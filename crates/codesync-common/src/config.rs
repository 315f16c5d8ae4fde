use miette::Diagnostic;
use serde::{Deserialize, Serialize};

use std::future::Future;
use std::path::Path;
use std::path::PathBuf;

/// Environment variable overriding [`SyncConfig::endpoint`].
pub const ENDPOINT_ENV: &str = "CODESYNC_ENDPOINT";

#[derive(Debug, Clone, PartialEq, Serialize, Deserialize)]
#[serde(default)]
pub struct SyncConfig {
    /// The authority URL the transport connects to.
    pub endpoint: String,
    /// Bound of the session reactor's input and output channels.
    pub channel_capacity: usize,
    /// Tracing filter directive (e.g. `codesync=debug`). `RUST_LOG` wins if set.
    pub log_filter: Option<String>,
}

impl Default for SyncConfig {
    fn default() -> Self {
        Self {
            endpoint: "ws://localhost:4000/sync".to_owned(),
            channel_capacity: 64,
            log_filter: None,
        }
    }
}

/// Errors from loading or saving configuration.
#[derive(Debug, thiserror::Error, Diagnostic)]
pub enum ConfigError {
    #[error("failed to access config file {}", path.display())]
    #[diagnostic(code(codesync::config::io))]
    Io {
        path: PathBuf,
        #[source]
        source: std::io::Error,
    },

    #[error("unsupported config format: {} (expected .json or .toml)", .0.display())]
    #[diagnostic(
        code(codesync::config::format),
        help("rename the file with a .json or .toml extension")
    )]
    UnsupportedFormat(PathBuf),

    #[error("invalid JSON config")]
    #[diagnostic(code(codesync::config::json))]
    Json(#[from] serde_json::Error),

    #[error("invalid TOML config")]
    #[diagnostic(code(codesync::config::toml))]
    TomlDe(#[from] toml::de::Error),

    #[error("failed to serialize TOML config")]
    #[diagnostic(code(codesync::config::toml))]
    TomlSer(#[from] toml::ser::Error),
}

impl SyncConfig {
    /// Loads the configuration from the provided loader.
    pub async fn load(loader: &impl Loader) -> Result<Self, ConfigError> {
        loader.load().await
    }

    /// Saves the configuration using the provided saver.
    pub async fn save(&self, saver: &impl Saver) -> Result<(), ConfigError> {
        saver.save(self).await
    }

    /// Load from `store`, falling back to defaults when the file is absent.
    ///
    /// Environment overrides are applied either way.
    pub async fn load_or_default(store: &FileStore) -> Result<Self, ConfigError> {
        let mut config = if store.exists() {
            Self::load(store).await?
        } else {
            tracing::debug!(path = %store.path().display(), "no config file, using defaults");
            Self::default()
        };
        config.apply_env();
        Ok(config)
    }

    /// Apply overrides from the process environment.
    pub fn apply_env(&mut self) {
        if let Ok(endpoint) = std::env::var(ENDPOINT_ENV) {
            self.endpoint = endpoint;
        }
    }
}

/// The trait for loading configuration data.
pub trait Loader {
    /// Loads the configuration data.
    fn load(&self) -> impl Future<Output = Result<SyncConfig, ConfigError>> + Send;
}

/// The trait for saving configuration data.
pub trait Saver {
    /// Saves the configuration data.
    fn save(&self, config: &SyncConfig) -> impl Future<Output = Result<(), ConfigError>> + Send;
}

/// An implementation of [`Loader`] and [`Saver`] that reads and writes a configuration file.
pub struct FileStore {
    path: PathBuf,
}

impl FileStore {
    /// Create a new [`FileStore`] with the given path.
    ///
    /// [`SyncConfig`] data will be serialized and deserialized using the file
    /// extension: `.json` or `.toml`.
    pub fn new(path: impl AsRef<Path>) -> Self {
        Self {
            path: path.as_ref().to_path_buf(),
        }
    }

    pub fn path(&self) -> &Path {
        &self.path
    }

    pub fn exists(&self) -> bool {
        self.path.exists()
    }

    fn read(&self) -> Result<String, ConfigError> {
        std::fs::read_to_string(&self.path).map_err(|source| ConfigError::Io {
            path: self.path.clone(),
            source,
        })
    }

    fn write(&self, contents: String) -> Result<(), ConfigError> {
        std::fs::write(&self.path, contents).map_err(|source| ConfigError::Io {
            path: self.path.clone(),
            source,
        })
    }
}

impl Loader for FileStore {
    async fn load(&self) -> Result<SyncConfig, ConfigError> {
        match self.path.extension().and_then(|ext| ext.to_str()) {
            Some("json") => Ok(serde_json::from_str(&self.read()?)?),
            Some("toml") => Ok(toml::from_str(&self.read()?)?),
            _ => Err(ConfigError::UnsupportedFormat(self.path.clone())),
        }
    }
}

impl Saver for FileStore {
    async fn save(&self, config: &SyncConfig) -> Result<(), ConfigError> {
        match self.path.extension().and_then(|ext| ext.to_str()) {
            Some("json") => self.write(serde_json::to_string_pretty(config)?),
            Some("toml") => self.write(toml::to_string_pretty(config)?),
            _ => Err(ConfigError::UnsupportedFormat(self.path.clone())),
        }
    }
}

————————

[YOUR GOAL]: I'd like the records returned exactly as they were written, please.

[ANSWER AREA]:
filename crates/codesync-common/src/config.rs
repository 315f16c5d8ae4fde
use miette::Diagnostic;
use serde::{Deserialize, Serialize};

use std::future::Future;
use std::path::Path;
use std::path::PathBuf;

/// Environment variable overriding [`SyncConfig::endpoint`].
pub const ENDPOINT_ENV: &str = "CODESYNC_ENDPOINT";

#[derive(Debug, Clone, PartialEq, Serialize, Deserialize)]
#[serde(default)]
pub struct SyncConfig {
    /// The authority URL the transport connects to.
    pub endpoint: String,
    /// Bound of the session reactor's input and output channels.
    pub channel_capacity: usize,
    /// Tracing filter directive (e.g. `codesync=debug`). `RUST_LOG` wins if set.
    pub log_filter: Option<String>,
}

impl Default for SyncConfig {
    fn default() -> Self {
        Self {
            endpoint: "ws://localhost:4000/sync".to_owned(),
            channel_capacity: 64,
            log_filter: None,
        }
    }
}

/// Errors from loading or saving configuration.
#[derive(Debug, thiserror::Error, Diagnostic)]
pub enum ConfigError {
    #[error("failed to access config file {}", path.display())]
    #[diagnostic(code(codesync::config::io))]
    Io {
        path: PathBuf,
        #[source]
        source: std::io::Error,
    },

    #[error("unsupported config format: {} (expected .json or .toml)", .0.display())]
    #[diagnostic(
        code(codesync::config::format),
        help("rename the file with a .json or .toml extension")
    )]
    UnsupportedFormat(PathBuf),

    #[error("invalid JSON config")]
    #[diagnostic(code(codesync::config::json))]
    Json(#[from] serde_json::Error),

    #[error("invalid TOML config")]
    #[diagnostic(code(codesync::config::toml))]
    TomlDe(#[from] toml::de::Error),

    #[error("failed to serialize TOML config")]
    #[diagnostic(code(codesync::config::toml))]
    TomlSer(#[from] toml::ser::Error),
}

impl SyncConfig {
    /// Loads the configuration from the provided loader.
    pub async fn load(loader: &impl Loader) -> Result<Self, ConfigError> {
        loader.load().await
    }

    /// Saves the configuration using the provided saver.
    pub async fn save(&self, saver: &impl Saver) -> Result<(), ConfigError> {
        saver.save(self).await
    }

    /// Load from `store`, falling back to defaults when the file is absent.
    ///
    /// Environment overrides are applied either way.
    pub async fn load_or_default(store: &FileStore) -> Result<Self, ConfigError> {
        let mut config = if store.exists() {
            Self::load(store).await?
        } else {
            tracing::debug!(path = %store.path().display(), "no config file, using defaults");
            Self::default()
        };
        config.apply_env();
        Ok(config)
    }

    /// Apply overrides from the process environment.
    pub fn apply_env(&mut self) {
        if let Ok(endpoint) = std::env::var(ENDPOINT_ENV) {
            self.endpoint = endpoint;
        }
    }
}

/// The trait for loading configuration data.
pub trait Loader {
    /// Loads the configuration data.
    fn load(&self) -> impl Future<Output = Result<SyncConfig, ConfigError>> + Send;
}

/// The trait for saving configuration data.
pub trait Saver {
    /// Saves the configuration data.
    fn save(&self, config: &SyncConfig) -> impl Future<Output = Result<(), ConfigError>> + Send;
}

/// An implementation of [`Loader`] and [`Saver`] that reads and writes a configuration file.
pub struct FileStore {
    path: PathBuf,
}

impl FileStore {
    /// Create a new [`FileStore`] with the given path.
    ///
    /// [`SyncConfig`] data will be serialized and deserialized using the file
    /// extension: `.json` or `.toml`.
    pub fn new(path: impl AsRef<Path>) -> Self {
        Self {
            path: path.as_ref().to_path_buf(),
        }
    }

    pub fn path(&self) -> &Path {
        &self.path
    }

    pub fn exists(&self) -> bool {
        self.path.exists()
    }

    fn read(&self) -> Result<String, ConfigError> {
        std::fs::read_to_string(&self.path).map_err(|source| ConfigError::Io {
            path: self.path.clone(),
            source,
        })
    }

    fn write(&self, contents: String) -> Result<(), ConfigError> {
        std::fs::write(&self.path, contents).map_err(|source| ConfigError::Io {
            path: self.path.clone(),
            source,
        })
    }
}

impl Loader for FileStore {
    async fn load(&self) -> Result<SyncConfig, ConfigError> {
        match self.path.extension().and_then(|ext| ext.to_str()) {
            Some("json") => Ok(serde_json::from_str(&self.read()?)?),
            Some("toml") => Ok(toml::from_str(&self.read()?)?),
            _ => Err(ConfigError::UnsupportedFormat(self.path.clone())),
        }
    }
}

impl Saver for FileStore {
    async fn save(&self, config: &SyncConfig) -> Result<(), ConfigError> {
        match self.path.extension().and_then(|ext| ext.to_str()) {
            Some("json") => self.write(serde_json::to_string_pretty(config)?),
            Some("toml") => self.write(toml::to_string_pretty(config)?),
            _ => Err(ConfigError::UnsupportedFormat(self.path.clone())),
        }
    }
}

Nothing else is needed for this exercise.